(Collected data entries)

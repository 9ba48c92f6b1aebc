//! mcpgw-telemetry - 可观测性库
//!
//! 审计事件使用 `target: "audit"` 输出，可通过 `RUST_LOG=audit=info` 单独过滤。

use mcpgw_errors::{AppError, AppResult};
use metrics_exporter_prometheus::{PrometheusBuilder, PrometheusHandle};
use serde::Serialize;
use tracing_subscriber::{EnvFilter, layer::SubscriberExt, util::SubscriberInitExt};

/// 审计日志的 tracing target
pub const AUDIT_TARGET: &str = "audit";

fn env_filter(log_level: &str) -> EnvFilter {
    EnvFilter::try_from_default_env().unwrap_or_else(|_| EnvFilter::new(log_level))
}

/// 初始化 tracing
pub fn init_tracing(log_level: &str) -> AppResult<()> {
    tracing_subscriber::registry()
        .with(env_filter(log_level))
        .with(tracing_subscriber::fmt::layer())
        .try_init()
        .map_err(|e| AppError::configuration(format!("Failed to init tracing: {}", e)))
}

/// 初始化 JSON 格式的 tracing（生产环境）
pub fn init_tracing_json(log_level: &str) -> AppResult<()> {
    tracing_subscriber::registry()
        .with(env_filter(log_level))
        .with(tracing_subscriber::fmt::layer().json())
        .try_init()
        .map_err(|e| AppError::configuration(format!("Failed to init tracing: {}", e)))
}

/// 按配置选择输出格式
pub fn init(log_level: &str, json: bool) -> AppResult<()> {
    if json {
        init_tracing_json(log_level)
    } else {
        init_tracing(log_level)
    }
}

/// 初始化 Prometheus metrics
pub fn init_metrics() -> AppResult<PrometheusHandle> {
    PrometheusBuilder::new()
        .install_recorder()
        .map_err(|e| AppError::configuration(format!("Failed to install Prometheus recorder: {}", e)))
}

/// 健康检查状态
#[derive(Debug, Clone, Serialize)]
pub struct HealthStatus {
    pub healthy: bool,
    pub checks: Vec<HealthCheck>,
}

#[derive(Debug, Clone, Serialize)]
pub struct HealthCheck {
    pub name: String,
    pub healthy: bool,
    #[serde(skip_serializing_if = "Option::is_none")]
    pub message: Option<String>,
}

impl HealthStatus {
    pub fn new() -> Self {
        Self {
            healthy: true,
            checks: Vec::new(),
        }
    }

    pub fn add_check(&mut self, name: impl Into<String>, healthy: bool, message: Option<String>) {
        if !healthy {
            self.healthy = false;
        }
        self.checks.push(HealthCheck {
            name: name.into(),
            healthy,
            message,
        });
    }

    /// 对应的 HTTP 状态码
    pub fn status_code(&self) -> u16 {
        if self.healthy { 200 } else { 503 }
    }
}

impl Default for HealthStatus {
    fn default() -> Self {
        Self::new()
    }
}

Activity: Copy out exactly the lines from the one containing "pub struct HealthCheck" through the last line above, keeping both end lines.

Task result:
pub struct HealthCheck {
    pub name: String,
    pub healthy: bool,
    #[serde(skip_serializing_if = "Option::is_none")]
    pub message: Option<String>,
}

impl HealthStatus {
    pub fn new() -> Self {
        Self {
            healthy: true,
            checks: Vec::new(),
        }
    }

    pub fn add_check(&mut self, name: impl Into<String>, healthy: bool, message: Option<String>) {
        if !healthy {
            self.healthy = false;
        }
        self.checks.push(HealthCheck {
            name: name.into(),
            healthy,
            message,
        });
    }

    /// 对应的 HTTP 状态码
    pub fn status_code(&self) -> u16 {
        if self.healthy { 200 } else { 503 }
    }
}

impl Default for HealthStatus {
    fn default() -> Self {
        Self::new()
    }
}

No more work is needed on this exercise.